An open- coiled helical spring is shown. — Figure 6.25. *Case Study 6.1. Helical spring under tension.*

A helical spring with open coil shows a rigid hook on the left end and a loop on the other end, subjected to the axial load, P. The cross-section along the coils is marked, A. The coil diameter is marked, d with a pitch angle, alpha, and radius of curvature, 2R.

Assumption: Load is applied steadily at a rigid hook and loop at ends.

Solution An element of the spring located between two adjoining sections of the wire may be treated as a straight circular bar in torsion and bending.

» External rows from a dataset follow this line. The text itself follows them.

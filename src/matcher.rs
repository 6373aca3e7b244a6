//! Interface matching: embedding flattening and structural implementation
//! inference
//!
//! Runs after deduplication. First every interface's embedded interfaces are
//! inlined into a resolved method set (depth-first, cycle-guarded), then
//! `implements` edges are inferred for every (struct, interface) pair by
//! signature matching.
//!
//! Matching is purely syntactic. Type-alias compatibility, generic
//! constraints, and vendored package duplicates produce false positives or
//! negatives; these are accepted trade-offs of working without full type
//! resolution.

use std::collections::{HashMap, HashSet};

use crate::extract::{MethodSignature, TypeEntity, TypeKind};
use crate::graph::types::{RelationshipKind, TypeRelationship};

/// Flatten embedded interfaces into each interface's resolved method set.
///
/// The resolved set is the interface's own methods followed by each embedded
/// interface's resolved methods in declaration order, keeping the first
/// occurrence on duplicate names. Missing embedded interfaces are logged and
/// contribute nothing; embedded non-interfaces are ignored; cycles terminate
/// via a per-traversal visited set.
pub fn resolve_embeddings(types: &mut [TypeEntity]) {
    let by_id: HashMap<String, usize> = types
        .iter()
        .enumerate()
        .map(|(i, t)| (t.id.clone(), i))
        .collect();

    let mut resolved: Vec<(usize, Vec<MethodSignature>)> = Vec::new();
    for (i, t) in types.iter().enumerate() {
        if t.kind != TypeKind::Interface {
            continue;
        }
        let mut visited = HashSet::new();
        let methods = flatten(&t.id, types, &by_id, &mut visited);
        resolved.push((i, methods));
    }

    for (i, methods) in resolved {
        types[i].resolved_methods = methods;
    }
}

fn flatten(
    id: &str,
    types: &[TypeEntity],
    by_id: &HashMap<String, usize>,
    visited: &mut HashSet<String>,
) -> Vec<MethodSignature> {
    if !visited.insert(id.to_string()) {
        // Already on this traversal path; a repeated id contributes once
        return Vec::new();
    }

    let Some(&idx) = by_id.get(id) else {
        tracing::warn!(interface = id, "Embedded interface not found, treating as empty");
        return Vec::new();
    };
    let entity = &types[idx];
    if entity.kind != TypeKind::Interface {
        // Embedded non-interface (struct or alias): ignored
        return Vec::new();
    }

    let mut out: Vec<MethodSignature> = Vec::new();
    let mut seen: HashSet<String> = HashSet::new();
    for m in &entity.methods {
        if seen.insert(m.name.clone()) {
            out.push(m.clone());
        }
    }
    for embedded in &entity.embedded_types {
        for m in flatten(embedded, types, by_id, visited) {
            if seen.insert(m.name.clone()) {
                out.push(m);
            }
        }
    }
    out
}

/// Infer `implements` edges for every (struct, interface) pair.
///
/// A struct implements an interface iff every method in the interface's
/// resolved set has a signature-equal method on the struct. The empty
/// interface is implemented by every struct. Call after
/// [`resolve_embeddings`].
pub fn infer_implementations(types: &[TypeEntity]) -> Vec<TypeRelationship> {
    let interfaces: Vec<&TypeEntity> = types
        .iter()
        .filter(|t| t.kind == TypeKind::Interface)
        .collect();
    let structs: Vec<&TypeEntity> = types
        .iter()
        .filter(|t| t.kind == TypeKind::Struct)
        .collect();

    let mut edges = Vec::new();
    for s in &structs {
        let methods = method_index(s);
        for i in &interfaces {
            if implements(&methods, i) {
                edges.push(implements_edge(s, i));
            }
        }
    }

    tracing::debug!(
        structs = structs.len(),
        interfaces = interfaces.len(),
        edges = edges.len(),
        "Implementation inference complete"
    );
    edges
}

/// Incremental re-inference for the given changed type ids.
///
/// Drops existing `implements` edges with either endpoint in `changed_ids`,
/// then re-infers every pair involving a changed interface or changed
/// struct. Ids of deleted types belong in `changed_ids` too — that is what
/// clears their stale edges.
pub fn infer_incremental(
    types: &[TypeEntity],
    changed_ids: &HashSet<String>,
    existing: Vec<TypeRelationship>,
) -> Vec<TypeRelationship> {
    let mut edges: Vec<TypeRelationship> = existing
        .into_iter()
        .filter(|r| {
            r.kind != RelationshipKind::Implements
                || (!changed_ids.contains(&r.from_type_id)
                    && !changed_ids.contains(&r.to_type_id))
        })
        .collect();

    let interfaces: Vec<&TypeEntity> = types
        .iter()
        .filter(|t| t.kind == TypeKind::Interface)
        .collect();
    let structs: Vec<&TypeEntity> = types
        .iter()
        .filter(|t| t.kind == TypeKind::Struct)
        .collect();

    let mut seen: HashSet<(String, String)> = HashSet::new();
    // Changed structs against all interfaces
    for s in structs.iter().filter(|s| changed_ids.contains(&s.id)) {
        let methods = method_index(s);
        for i in &interfaces {
            if implements(&methods, i) && seen.insert((s.id.clone(), i.id.clone())) {
                edges.push(implements_edge(s, i));
            }
        }
    }
    // Changed interfaces against all structs
    for i in interfaces.iter().filter(|i| changed_ids.contains(&i.id)) {
        for s in &structs {
            if changed_ids.contains(&s.id) {
                continue; // Already covered above
            }
            let methods = method_index(s);
            if implements(&methods, i) && seen.insert((s.id.clone(), i.id.clone())) {
                edges.push(implements_edge(s, i));
            }
        }
    }

    edges
}

/// Struct methods keyed by name for O(1) signature lookup
fn method_index<'a>(s: &'a TypeEntity) -> HashMap<&'a str, &'a MethodSignature> {
    s.methods.iter().map(|m| (m.name.as_str(), m)).collect()
}

fn implements(struct_methods: &HashMap<&str, &MethodSignature>, iface: &TypeEntity) -> bool {
    iface.resolved_methods.iter().all(|required| {
        struct_methods
            .get(required.name.as_str())
            .is_some_and(|found| *found == required)
    })
}

fn implements_edge(s: &TypeEntity, i: &TypeEntity) -> TypeRelationship {
    TypeRelationship {
        from_type_id: s.id.clone(),
        to_type_id: i.id.clone(),
        kind: RelationshipKind::Implements,
        file: s.file.clone(),
        line: s.start_line,
    }
}
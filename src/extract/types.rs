//! Data types for the entity extractor
//!
//! One [`CodeStructure`] per source file: the deterministic, schema-aligned
//! set of entities and relations the assembler merges into the graph.

use serde::{Deserialize, Serialize};
use thiserror::Error;

use crate::language::Language;

/// Errors that can occur during entity extraction
#[derive(Error, Debug)]
pub enum ExtractError {
    /// File extension not recognized as a supported language
    #[error("Unsupported file type: {0}")]
    UnsupportedFileType(String),
    /// Tree-sitter failed to parse the file contents
    #[error("Failed to parse: {0}")]
    ParseFailed(String),
    /// File read error
    #[error("IO error: {0}")]
    Io(#[from] std::io::Error),
}

/// A parsed type expression.
///
/// Equality requires all five components to match; no normalization across
/// aliases or vendored duplicates is attempted.
#[derive(Debug, Clone, PartialEq, Eq, Hash, Serialize, Deserialize)]
pub struct TypeReference {
    /// Base type name (e.g., "Config"), or a sentinel for anonymous types
    /// ("interface", "func") and detail-less containers ("map", "chan")
    pub name: String,
    /// Package qualifier as written (e.g., "io" in `io.Reader`)
    #[serde(default, skip_serializing_if = "Option::is_none")]
    pub package_alias: Option<String>,
    #[serde(default)]
    pub is_pointer: bool,
    /// Set for slices, arrays, and variadic parameters alike
    #[serde(default)]
    pub is_slice: bool,
    #[serde(default)]
    pub is_map: bool,
}

impl TypeReference {
    pub fn named(name: impl Into<String>) -> Self {
        TypeReference {
            name: name.into(),
            package_alias: None,
            is_pointer: false,
            is_slice: false,
            is_map: false,
        }
    }

    /// `alias.Name` when qualified, bare `Name` otherwise.
    pub fn qualified_name(&self) -> String {
        match &self.package_alias {
            Some(alias) => format!("{}.{}", alias, self.name),
            None => self.name.clone(),
        }
    }
}

/// A method signature: name plus ordered parameter and return types.
///
/// Two signatures are equal iff names match, arities match, and positional
/// [`TypeReference`]s are equal.
#[derive(Debug, Clone, PartialEq, Eq, Serialize, Deserialize)]
pub struct MethodSignature {
    pub name: String,
    pub params: Vec<TypeReference>,
    pub returns: Vec<TypeReference>,
}

/// Kind of a type declaration
#[derive(Debug, Clone, Copy, PartialEq, Eq, Hash, Serialize, Deserialize)]
#[serde(rename_all = "lowercase")]
pub enum TypeKind {
    Interface,
    Struct,
    /// Nominal typedefs: `type Id int`, `type Alias = Other`
    Alias,
}

impl TypeKind {
    pub fn as_str(&self) -> &'static str {
        match self {
            TypeKind::Interface => "interface",
            TypeKind::Struct => "struct",
            TypeKind::Alias => "alias",
        }
    }
}

impl std::fmt::Display for TypeKind {
    fn fmt(&self, f: &mut std::fmt::Formatter<'_>) -> std::fmt::Result {
        f.write_str(self.as_str())
    }
}

impl std::str::FromStr for TypeKind {
    type Err = String;
    fn from_str(s: &str) -> Result<Self, Self::Err> {
        match s {
            "interface" => Ok(TypeKind::Interface),
            "struct" => Ok(TypeKind::Struct),
            "alias" => Ok(TypeKind::Alias),
            other => Err(format!("Unknown type kind: '{other}'")),
        }
    }
}

/// A field (or interface method slot) belonging to a type.
///
/// Empty `name` marks an embedded field. Interface methods carry
/// `is_method = true` with param/return arities.
#[derive(Debug, Clone, PartialEq, Serialize, Deserialize)]
pub struct TypeField {
    pub name: String,
    /// Declared type as written in source (e.g., `*Config`, `[]byte`)
    pub declared_type: String,
    /// Declaration-order position within the owner type
    pub position: u32,
    #[serde(default)]
    pub is_method: bool,
    #[serde(default, skip_serializing_if = "Option::is_none")]
    pub param_count: Option<u32>,
    #[serde(default, skip_serializing_if = "Option::is_none")]
    pub return_count: Option<u32>,
}

/// A type declaration (interface, struct, or alias)
#[derive(Debug, Clone, PartialEq, Serialize, Deserialize)]
pub struct TypeEntity {
    /// Stable id: `{package}.{Name}`
    pub id: String,
    pub name: String,
    pub kind: TypeKind,
    /// Relative file path
    pub file: String,
    pub start_line: u32,
    pub end_line: u32,
    pub start_byte: u32,
    pub end_byte: u32,
    pub module_path: String,
    pub is_exported: bool,
    pub fields: Vec<TypeField>,
    /// Declared methods. For structs, populated by the assembler back-link
    /// pass from method declarations; for interfaces, the own methods.
    #[serde(default)]
    pub methods: Vec<MethodSignature>,
    /// Interfaces only: flattened method set after embedding resolution
    #[serde(default)]
    pub resolved_methods: Vec<MethodSignature>,
    /// Qualified ids of embedded types, in declaration order
    #[serde(default)]
    pub embedded_types: Vec<String>,
}

impl TypeEntity {
    /// Number of non-method fields
    pub fn field_count(&self) -> u32 {
        self.fields.iter().filter(|f| !f.is_method).count() as u32
    }

    /// Declared method count (interfaces report the resolved set once flattened)
    pub fn method_count(&self) -> u32 {
        if self.kind == TypeKind::Interface && !self.resolved_methods.is_empty() {
            self.resolved_methods.len() as u32
        } else {
            self.methods.len() as u32
        }
    }
}

/// A function parameter or return value
#[derive(Debug, Clone, PartialEq, Serialize, Deserialize)]
pub struct ParameterEntity {
    #[serde(default, skip_serializing_if = "Option::is_none")]
    pub name: Option<String>,
    /// Declared type as written in source
    pub declared_type: String,
    pub type_ref: TypeReference,
    /// Position within its group (parameters and returns number independently)
    pub position: u32,
    #[serde(default)]
    pub is_return: bool,
    #[serde(default)]
    pub is_variadic: bool,
}

/// A function or method declaration
#[derive(Debug, Clone, PartialEq, Serialize, Deserialize)]
pub struct FunctionEntity {
    /// Stable id: `{package}.{name}`, methods `{package}.{Receiver}.{name}`
    pub id: String,
    pub name: String,
    pub file: String,
    pub start_line: u32,
    pub end_line: u32,
    pub start_byte: u32,
    pub end_byte: u32,
    pub module_path: String,
    pub is_exported: bool,
    #[serde(default)]
    pub is_method: bool,
    /// `{package}.{Receiver}`; absent for free functions and for methods
    /// declared in test files (the declaration target is not extracted there)
    #[serde(default, skip_serializing_if = "Option::is_none")]
    pub receiver_type_id: Option<String>,
    #[serde(default, skip_serializing_if = "Option::is_none")]
    pub receiver_type_name: Option<String>,
    /// Parameters followed by returns (see [`ParameterEntity::is_return`])
    pub parameters: Vec<ParameterEntity>,
}

impl FunctionEntity {
    pub fn param_count(&self) -> u32 {
        self.parameters.iter().filter(|p| !p.is_return).count() as u32
    }

    pub fn return_count(&self) -> u32 {
        self.parameters.iter().filter(|p| p.is_return).count() as u32
    }

    /// Signature view used by the interface matcher.
    pub fn signature(&self) -> MethodSignature {
        MethodSignature {
            name: self.name.clone(),
            params: self
                .parameters
                .iter()
                .filter(|p| !p.is_return)
                .map(|p| p.type_ref.clone())
                .collect(),
            returns: self
                .parameters
                .iter()
                .filter(|p| p.is_return)
                .map(|p| p.type_ref.clone())
                .collect(),
        }
    }
}

/// An import declaration
#[derive(Debug, Clone, PartialEq, Serialize, Deserialize)]
pub struct ImportEntity {
    /// Stable id: `{file}:{import_path}`
    pub id: String,
    pub file: String,
    pub import_path: String,
    pub line: u32,
    /// Explicit alias, if any
    #[serde(default, skip_serializing_if = "Option::is_none")]
    pub alias: Option<String>,
    #[serde(default)]
    pub is_standard_lib: bool,
    #[serde(default)]
    pub is_external: bool,
    #[serde(default)]
    pub is_relative: bool,
}

/// A call site within a function body
#[derive(Debug, Clone, PartialEq, Serialize, Deserialize)]
pub struct CallEntity {
    /// Id of the enclosing function
    pub caller_id: String,
    /// Resolved callee function id; `None` until (and unless) the assembler
    /// matches `callee_name` against the final node set
    #[serde(default, skip_serializing_if = "Option::is_none")]
    pub callee_id: Option<String>,
    /// `{package}.{name}` for bare identifiers, literal selector text otherwise
    pub callee_name: String,
    pub file: String,
    pub line: u32,
    #[serde(default, skip_serializing_if = "Option::is_none")]
    pub column: Option<u32>,
}

/// Where a type reference occurs
#[derive(Debug, Clone, Copy, PartialEq, Eq, Serialize, Deserialize)]
#[serde(rename_all = "lowercase")]
pub enum UsageContext {
    Parameter,
    Return,
    Field,
    /// Interface method signature
    Signature,
}

impl UsageContext {
    pub fn as_str(&self) -> &'static str {
        match self {
            UsageContext::Parameter => "parameter",
            UsageContext::Return => "return",
            UsageContext::Field => "field",
            UsageContext::Signature => "signature",
        }
    }
}

/// A `uses_type` edge from a function or type to a named type
#[derive(Debug, Clone, PartialEq, Serialize, Deserialize)]
pub struct TypeUsage {
    /// Function or type id
    pub from_id: String,
    /// Qualified name of the referenced type
    pub to_type: String,
    pub context: UsageContext,
    pub file: String,
    pub line: u32,
}

/// The package a file belongs to
#[derive(Debug, Clone, PartialEq, Serialize, Deserialize)]
pub struct PackageEntity {
    /// Directory path relative to the repository root; `main` for root files
    pub id: String,
    /// Package name from the package clause
    pub name: String,
}

/// Everything extracted from one source file
#[derive(Debug, Clone)]
pub struct CodeStructure {
    /// Relative file path (forward slashes)
    pub file: String,
    pub module_path: String,
    pub language: Language,
    pub is_test_file: bool,
    /// Full normalized source text (persisted for context extraction)
    pub source: String,
    /// BLAKE3 hash of `source`, for change detection
    pub content_hash: String,
    pub package: PackageEntity,
    pub types: Vec<TypeEntity>,
    pub functions: Vec<FunctionEntity>,
    pub imports: Vec<ImportEntity>,
    pub calls: Vec<CallEntity>,
    pub usages: Vec<TypeUsage>,
}

#[cfg(test)]
mod tests {
    use super::*;

    fn sig(name: &str, params: &[&str], returns: &[&str]) -> MethodSignature {
        MethodSignature {
            name: name.to_string(),
            params: params.iter().map(|p| TypeReference::named(*p)).collect(),
            returns: returns.iter().map(|r| TypeReference::named(*r)).collect(),
        }
    }

    #[test]
    fn test_type_reference_equality_requires_all_components() {
        let plain = TypeReference::named("Config");
        let pointer = TypeReference {
            is_pointer: true,
            ..TypeReference::named("Config")
        };
        let sliced = TypeReference {
            is_slice: true,
            ..TypeReference::named("Config")
        };
        let qualified = TypeReference {
            package_alias: Some("pkg".to_string()),
            ..TypeReference::named("Config")
        };
        assert_ne!(plain, pointer);
        assert_ne!(plain, sliced);
        assert_ne!(plain, qualified);
        assert_eq!(plain, TypeReference::named("Config"));
    }

    #[test]
    fn test_signature_equality_positional() {
        assert_eq!(sig("Close", &[], &["error"]), sig("Close", &[], &["error"]));
        assert_ne!(
            sig("Close", &[], &["error"]),
            sig("Close", &["string"], &["error"])
        );
        assert_ne!(
            sig("Read", &["byte"], &["int", "error"]),
            sig("Read", &["byte"], &["error", "int"])
        );
    }

    #[test]
    fn test_qualified_name() {
        let t = TypeReference {
            package_alias: Some("io".to_string()),
            ..TypeReference::named("Reader")
        };
        assert_eq!(t.qualified_name(), "io.Reader");
        assert_eq!(TypeReference::named("Reader").qualified_name(), "Reader");
    }

    #[test]
    fn test_function_counts_and_signature() {
        let f = FunctionEntity {
            id: "pkg.Read".to_string(),
            name: "Read".to_string(),
            file: "pkg/r.go".to_string(),
            start_line: 1,
            end_line: 3,
            start_byte: 0,
            end_byte: 40,
            module_path: "pkg".to_string(),
            is_exported: true,
            is_method: false,
            receiver_type_id: None,
            receiver_type_name: None,
            parameters: vec![
                ParameterEntity {
                    name: Some("p".to_string()),
                    declared_type: "[]byte".to_string(),
                    type_ref: TypeReference {
                        is_slice: true,
                        ..TypeReference::named("byte")
                    },
                    position: 0,
                    is_return: false,
                    is_variadic: false,
                },
                ParameterEntity {
                    name: None,
                    declared_type: "int".to_string(),
                    type_ref: TypeReference::named("int"),
                    position: 0,
                    is_return: true,
                    is_variadic: false,
                },
                ParameterEntity {
                    name: None,
                    declared_type: "error".to_string(),
                    type_ref: TypeReference::named("error"),
                    position: 1,
                    is_return: true,
                    is_variadic: false,
                },
            ],
        };
        assert_eq!(f.param_count(), 1);
        assert_eq!(f.return_count(), 2);
        let s = f.signature();
        assert_eq!(s.name, "Read");
        assert_eq!(s.params.len(), 1);
        assert!(s.params[0].is_slice);
        assert_eq!(s.returns.len(), 2);
    }

    #[test]
    fn test_type_counts() {
        let t = TypeEntity {
            id: "pkg.Server".to_string(),
            name: "Server".to_string(),
            kind: TypeKind::Struct,
            file: "pkg/s.go".to_string(),
            start_line: 1,
            end_line: 5,
            start_byte: 0,
            end_byte: 80,
            module_path: "pkg".to_string(),
            is_exported: true,
            fields: vec![
                TypeField {
                    name: "addr".to_string(),
                    declared_type: "string".to_string(),
                    position: 0,
                    is_method: false,
                    param_count: None,
                    return_count: None,
                },
                TypeField {
                    name: "".to_string(),
                    declared_type: "Logger".to_string(),
                    position: 1,
                    is_method: false,
                    param_count: None,
                    return_count: None,
                },
            ],
            methods: vec![sig("Serve", &[], &["error"])],
            resolved_methods: vec![],
            embedded_types: vec!["pkg.Logger".to_string()],
        };
        assert_eq!(t.field_count(), 2);
        assert_eq!(t.method_count(), 1);
    }
}
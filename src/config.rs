//! Configuration for ListBatch
//!
//! Centralized configuration with sensible defaults.

use crate::error::{BatchError, Result};
use crate::protocol::ErrorPolicy;

/// Default maximum number of methods per batch document
pub const DEFAULT_SEGMENT_CAP: usize = 500;

/// Main configuration for a batch accumulator
#[derive(Debug, Clone, PartialEq, Eq)]
pub struct Config {
    // -------------------------------------------------------------------------
    // Segmentation
    // -------------------------------------------------------------------------
    /// Maximum number of operations rendered into one document
    pub segment_cap: usize,

    // -------------------------------------------------------------------------
    // Rendering
    // -------------------------------------------------------------------------
    /// `OnError` attribute stamped on every document
    pub error_policy: ErrorPolicy,

    /// How targets, field names and field values are embedded in markup
    pub escape_mode: EscapeMode,
}

/// Escaping applied to caller-supplied text at render time
#[derive(Debug, Clone, Copy, PartialEq, Eq, Default)]
pub enum EscapeMode {
    /// Embed text verbatim. Values containing `<` or `&` produce broken markup.
    #[default]
    Raw,

    /// Replace `& < > " '` with their entity references
    Xml,
}

impl Default for Config {
    fn default() -> Self {
        Self {
            segment_cap: DEFAULT_SEGMENT_CAP,
            error_policy: ErrorPolicy::default(),
            escape_mode: EscapeMode::default(),
        }
    }
}

impl Config {
    /// Create a new config builder
    pub fn builder() -> ConfigBuilder {
        ConfigBuilder::default()
    }

    /// Check that the configuration can drive an accumulator
    pub fn validate(&self) -> Result<()> {
        if self.segment_cap == 0 {
            return Err(BatchError::Config(
                "segment cap must be greater than zero".to_string(),
            ));
        }
        Ok(())
    }
}

/// Builder for Config
#[derive(Default)]
pub struct ConfigBuilder {
    config: Config,
}

impl ConfigBuilder {
    /// Set the maximum number of operations per document
    pub fn segment_cap(mut self, cap: usize) -> Self {
        self.config.segment_cap = cap;
        self
    }

    /// Set the error policy forwarded to the batch processor
    pub fn error_policy(mut self, policy: ErrorPolicy) -> Self {
        self.config.error_policy = policy;
        self
    }

    /// Set the escape mode used while rendering
    pub fn escape_mode(mut self, mode: EscapeMode) -> Self {
        self.config.escape_mode = mode;
        self
    }

    pub fn build(self) -> Config {
        self.config
    }
}
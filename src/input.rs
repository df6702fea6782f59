//! Operation input
//!
//! Reads operations from JSON Lines for the command-line front end.
//!
//! ```text
//! {"op":"create","target":"LIST-GUID","fields":[{"name":"Title","value":"a"}]}
//! {"op":"update","target":"LIST-GUID","id":7,"fields":[...]}
//! {"op":"delete","target":"LIST-GUID","id":7}
//! ```

use std::io::BufRead;

use crate::error::{BatchError, Result};
use crate::protocol::Operation;

/// Parse every non-blank line as an `Operation`
///
/// Line numbers in errors are 1-based.
pub fn read_operations<R: BufRead>(reader: R) -> Result<Vec<Operation>> {
    let mut operations = Vec::new();

    for (index, line) in reader.lines().enumerate() {
        let line = line?;
        let trimmed = line.trim();
        if trimmed.is_empty() {
            continue;
        }

        let operation = serde_json::from_str::<Operation>(trimmed).map_err(|e| {
            BatchError::Input {
                line: index + 1,
                message: e.to_string(),
            }
        })?;
        operations.push(operation);
    }

    Ok(operations)
}
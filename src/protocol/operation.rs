//! Operation definitions
//!
//! Represents list-item requests queued by callers.

use serde::{Deserialize, Serialize};

use super::{MethodCommand, RowId};

/// A single `name = value` assignment on a list item
#[derive(Debug, Clone, PartialEq, Eq, Serialize, Deserialize)]
pub struct Field {
    /// Internal field name
    pub name: String,

    /// Value as the batch processor expects to read it
    pub value: String,
}

impl Field {
    pub fn new(name: impl Into<String>, value: impl Into<String>) -> Self {
        Self {
            name: name.into(),
            value: value.into(),
        }
    }
}

impl<K, V> From<(K, V)> for Field
where
    K: Into<String>,
    V: Into<String>,
{
    fn from((name, value): (K, V)) -> Self {
        Self::new(name, value)
    }
}

/// A queued list-item request
///
/// `target` is an opaque list identifier already resolved by the caller.
/// Field order is kept exactly as given, duplicates included.
#[derive(Debug, Clone, PartialEq, Eq, Serialize, Deserialize)]
#[serde(tag = "op", rename_all = "lowercase")]
pub enum Operation {
    /// Add a new item
    Create {
        target: String,
        #[serde(default)]
        fields: Vec<Field>,
    },

    /// Overwrite fields on an existing item
    Update {
        target: String,
        id: u32,
        #[serde(default)]
        fields: Vec<Field>,
    },

    /// Remove an existing item
    Delete { target: String, id: u32 },
}

impl Operation {
    /// Build a create operation from any ordered pairs
    pub fn create<I, F>(target: impl Into<String>, fields: I) -> Self
    where
        I: IntoIterator<Item = F>,
        F: Into<Field>,
    {
        Operation::Create {
            target: target.into(),
            fields: fields.into_iter().map(Into::into).collect(),
        }
    }

    /// Build an update operation from any ordered pairs
    pub fn update<I, F>(target: impl Into<String>, id: u32, fields: I) -> Self
    where
        I: IntoIterator<Item = F>,
        F: Into<Field>,
    {
        Operation::Update {
            target: target.into(),
            id,
            fields: fields.into_iter().map(Into::into).collect(),
        }
    }

    pub fn delete(target: impl Into<String>, id: u32) -> Self {
        Operation::Delete {
            target: target.into(),
            id,
        }
    }

    /// The list this operation is addressed to
    pub fn target(&self) -> &str {
        match self {
            Operation::Create { target, .. }
            | Operation::Update { target, .. }
            | Operation::Delete { target, .. } => target,
        }
    }

    /// Get the `Cmd` value written for this operation
    pub fn command(&self) -> MethodCommand {
        match self {
            Operation::Create { .. } | Operation::Update { .. } => MethodCommand::Save,
            Operation::Delete { .. } => MethodCommand::Delete,
        }
    }

    /// Get the row written to the `ID` variable
    pub fn row_id(&self) -> RowId {
        match self {
            Operation::Create { .. } => RowId::New,
            Operation::Update { id, .. } | Operation::Delete { id, .. } => RowId::Item(*id),
        }
    }

    /// Field assignments (always empty for deletes)
    pub fn fields(&self) -> &[Field] {
        match self {
            Operation::Create { fields, .. } | Operation::Update { fields, .. } => fields,
            Operation::Delete { .. } => &[],
        }
    }
}

/// An operation stamped with its accumulator-wide sequence id
///
/// Rendered as one `<Method>` element.
#[derive(Debug, Clone, PartialEq, Eq)]
pub struct Method {
    /// Unique across the whole accumulator, never reused
    pub sequence_id: u64,

    pub operation: Operation,
}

This is because a tangent to the coil at any point such as A is not perpendicular to the load. At cross section A, components P cos α and P sin α produce the following torque and moment:

$\begin{matrix} T = P R \cos α, M = P R \sin α & (c) \end{matrix}$

The stresses, from Eq. (4.7), are given by

$σ_{1,2} = \frac{16}{π d^{3}} (M ± \sqrt{M^{2} + T^{2}}), τ_{\max} = \frac{16}{π d^{3}} \sqrt{M^{2} + T^{2}}$

The maximum normal stress and the maximum shear stress are thus

$\begin{matrix} σ_{\max} = \frac{16 P R}{π d^{3}} (1 + \sin α) & (6.37 a) \end{matrix}$

$\begin{matrix} τ_{\max} = \frac{16 P R}{π d^{3}} & (6.37 b) \end{matrix}$

The deflection is computed by applying Castigliano’s theorem together with Eqs. (b) and (c):

$δ = \int_{0}^{L} (\frac{P R^{2} \sin^{2} α}{E I} + \frac{P R^{2} \cos^{2} α}{J G}) d s$

where the length of the coil L = 2πRN. It follows that the relationship

$δ = 2 π P R^{3} N (\frac{\sin^{2} α}{E I} + \frac{\cos^{2} α}{J G})$

or

$\begin{matrix} δ = \frac{128 P R^{3} N}{d^{4}} (\frac{\sin^{2} α}{E} + \frac{\cos^{2} α}{2 G}) & (6.38) \end{matrix}$

defines the axial end deflection of an open-coil helical spring.
For a closely coiled helical spring, the angle of pitch α of the coil is very small. The deflection is now produced entirely by the torsional stresses induced in the coil. To derive expressions for the stress and deflection, let α = sin α = 0 and cosα = 1 in Eqs. (6.37a) and (6.37b). In so doing, we obtain

$\begin{matrix} τ_{\max} = σ_{\max} = \frac{16 P R}{π d^{3}} & (6.39) \end{matrix}$

$\begin{matrix} δ = \frac{64 P R^{3} N}{G d^{4}} & (6.40) \end{matrix}$
The elastic behavior of a spring may be expressed conveniently by the slope of its force–deflection curve or spring rate k. Through the use of Eq. 6.40, we obtain

$\begin{matrix} k = \frac{P}{δ} = \frac{G d^{4}}{64 R^{3} N} & (6.41) \end{matrix}$

Also known as the spring constant or spring scale, the spring rate has units of N/m in SI and lb/in. in the U.S. Customary System.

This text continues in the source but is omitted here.